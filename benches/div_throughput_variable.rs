use criterion::black_box;
use criterion::criterion_group;
use criterion::Criterion;

const ITER: usize = 10000;
const OFFSET: u64 = 0x9f1668016f482246;
const MULTIPLIER: u64 = 0xf6ee9cc7a7f7d033;

// One divisor per plan strategy, so the dispatch can't be predicted.
const DIVISORS: [u64; 6] = [1, 2, 3, 7, 1000003, (1 << 63) + 1];
const SIGNED_DIVISORS: [i64; 6] = [1, -1, -8, 7, -1000003, i64::MIN];

fn generate(i: usize) -> u64 {
    (i as u64).wrapping_mul(MULTIPLIER).wrapping_add(OFFSET)
}

fn generate_div_indices(n: usize, count: usize) -> Vec<usize> {
    use rand::distributions::Distribution;
    use rand::SeedableRng;

    let range = rand::distributions::Uniform::<usize>::new(0, count);
    let mut rand: rand_chacha::ChaChaRng = SeedableRng::seed_from_u64(1);

    (0..n).map(|_| range.sample(&mut rand)).collect()
}

fn hardware_u64_div(c: &mut Criterion) {
    let inputs: Vec<u64> = (0..ITER).map(generate).collect();
    let divisors: Vec<u64> = generate_div_indices(ITER, DIVISORS.len())
        .iter()
        .map(|i| DIVISORS[*i])
        .collect();

    c.bench_function("hardware_u64_div", move |b| {
        b.iter(|| {
            let mut sum: u64 = 0;
            for (i, div) in black_box(&inputs).iter().zip(black_box(&divisors)) {
                sum = sum.wrapping_add(i / div);
            }

            black_box(sum)
        })
    });
}

fn magicdiv_u64_div(c: &mut Criterion) {
    use magicdiv::U64Divisor;

    let inputs: Vec<u64> = (0..ITER).map(generate).collect();
    let plans: Vec<_> = DIVISORS
        .iter()
        .map(|i| U64Divisor::new(*i).unwrap())
        .collect();
    let divisors: Vec<&U64Divisor> = generate_div_indices(ITER, DIVISORS.len())
        .iter()
        .map(|i| &plans[*i])
        .collect();

    c.bench_function("magicdiv_u64_div", move |b| {
        b.iter(|| {
            let mut sum: u64 = 0;
            for (i, div) in black_box(&inputs).iter().zip(black_box(&divisors)) {
                sum = sum.wrapping_add(div.divide(*i));
            }

            black_box(sum)
        })
    });
}

fn magicdiv_u64_div_rem(c: &mut Criterion) {
    use magicdiv::U64Divisor;

    let inputs: Vec<u64> = (0..ITER).map(generate).collect();
    let plans: Vec<_> = DIVISORS
        .iter()
        .map(|i| U64Divisor::new(*i).unwrap())
        .collect();
    let divisors: Vec<&U64Divisor> = generate_div_indices(ITER, DIVISORS.len())
        .iter()
        .map(|i| &plans[*i])
        .collect();

    c.bench_function("magicdiv_u64_div_rem", move |b| {
        b.iter(|| {
            let mut sum: u64 = 0;
            for (i, div) in black_box(&inputs).iter().zip(black_box(&divisors)) {
                let (q, r) = div.div_rem(*i);
                sum = sum.wrapping_add(q ^ r);
            }

            black_box(sum)
        })
    });
}

fn strength_reduce_u64_div(c: &mut Criterion) {
    use strength_reduce::StrengthReducedU64;

    let inputs: Vec<u64> = (0..ITER).map(generate).collect();
    let reciprocals: Vec<_> = DIVISORS
        .iter()
        .map(|i| StrengthReducedU64::new(*i))
        .collect();
    let divisors: Vec<&StrengthReducedU64> = generate_div_indices(ITER, DIVISORS.len())
        .iter()
        .map(|i| &reciprocals[*i])
        .collect();

    c.bench_function("strength_reduce_u64_div", move |b| {
        b.iter(|| {
            let mut sum: u64 = 0;
            for (i, div) in black_box(&inputs).iter().zip(black_box(&divisors)) {
                sum = sum.wrapping_add(*i / **div);
            }

            black_box(sum)
        })
    });
}

fn fast_divide_u64_div(c: &mut Criterion) {
    use fastdivide::DividerU64;

    let inputs: Vec<u64> = (0..ITER).map(generate).collect();
    let reciprocals: Vec<_> = DIVISORS.iter().map(|i| DividerU64::divide_by(*i)).collect();
    let divisors: Vec<&DividerU64> = generate_div_indices(ITER, DIVISORS.len())
        .iter()
        .map(|i| &reciprocals[*i])
        .collect();

    c.bench_function("fast_divide_u64_div", move |b| {
        b.iter(|| {
            let mut sum: u64 = 0;
            for (i, div) in black_box(&inputs).iter().zip(black_box(&divisors)) {
                sum = sum.wrapping_add(div.divide(*i));
            }

            black_box(sum)
        })
    });
}

fn hardware_i64_div(c: &mut Criterion) {
    let inputs: Vec<i64> = (0..ITER).map(|i| generate(i) as i64).collect();
    let divisors: Vec<i64> = generate_div_indices(ITER, SIGNED_DIVISORS.len())
        .iter()
        .map(|i| SIGNED_DIVISORS[*i])
        .collect();

    c.bench_function("hardware_i64_div", move |b| {
        b.iter(|| {
            let mut sum: i64 = 0;
            for (i, div) in black_box(&inputs).iter().zip(black_box(&divisors)) {
                sum = sum.wrapping_add(i.wrapping_div(*div));
            }

            black_box(sum)
        })
    });
}

fn magicdiv_i64_div(c: &mut Criterion) {
    use magicdiv::I64Divisor;

    let inputs: Vec<i64> = (0..ITER).map(|i| generate(i) as i64).collect();
    let plans: Vec<_> = SIGNED_DIVISORS
        .iter()
        .map(|i| I64Divisor::new(*i).unwrap())
        .collect();
    let divisors: Vec<&I64Divisor> = generate_div_indices(ITER, SIGNED_DIVISORS.len())
        .iter()
        .map(|i| &plans[*i])
        .collect();

    c.bench_function("magicdiv_i64_div", move |b| {
        b.iter(|| {
            let mut sum: i64 = 0;
            for (i, div) in black_box(&inputs).iter().zip(black_box(&divisors)) {
                sum = sum.wrapping_add(div.divide(*i));
            }

            black_box(sum)
        })
    });
}

criterion_group!(
    u64_div_variable,
    hardware_u64_div,
    magicdiv_u64_div,
    magicdiv_u64_div_rem,
    strength_reduce_u64_div,
    fast_divide_u64_div
);

criterion_group!(i64_div_variable, hardware_i64_div, magicdiv_i64_div);

criterion::criterion_main!(u64_div_variable, i64_div_variable);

•••

Directions:
Please state the number of lines in the data above that hold the word "distributions", without any other text.

Output of the task:
2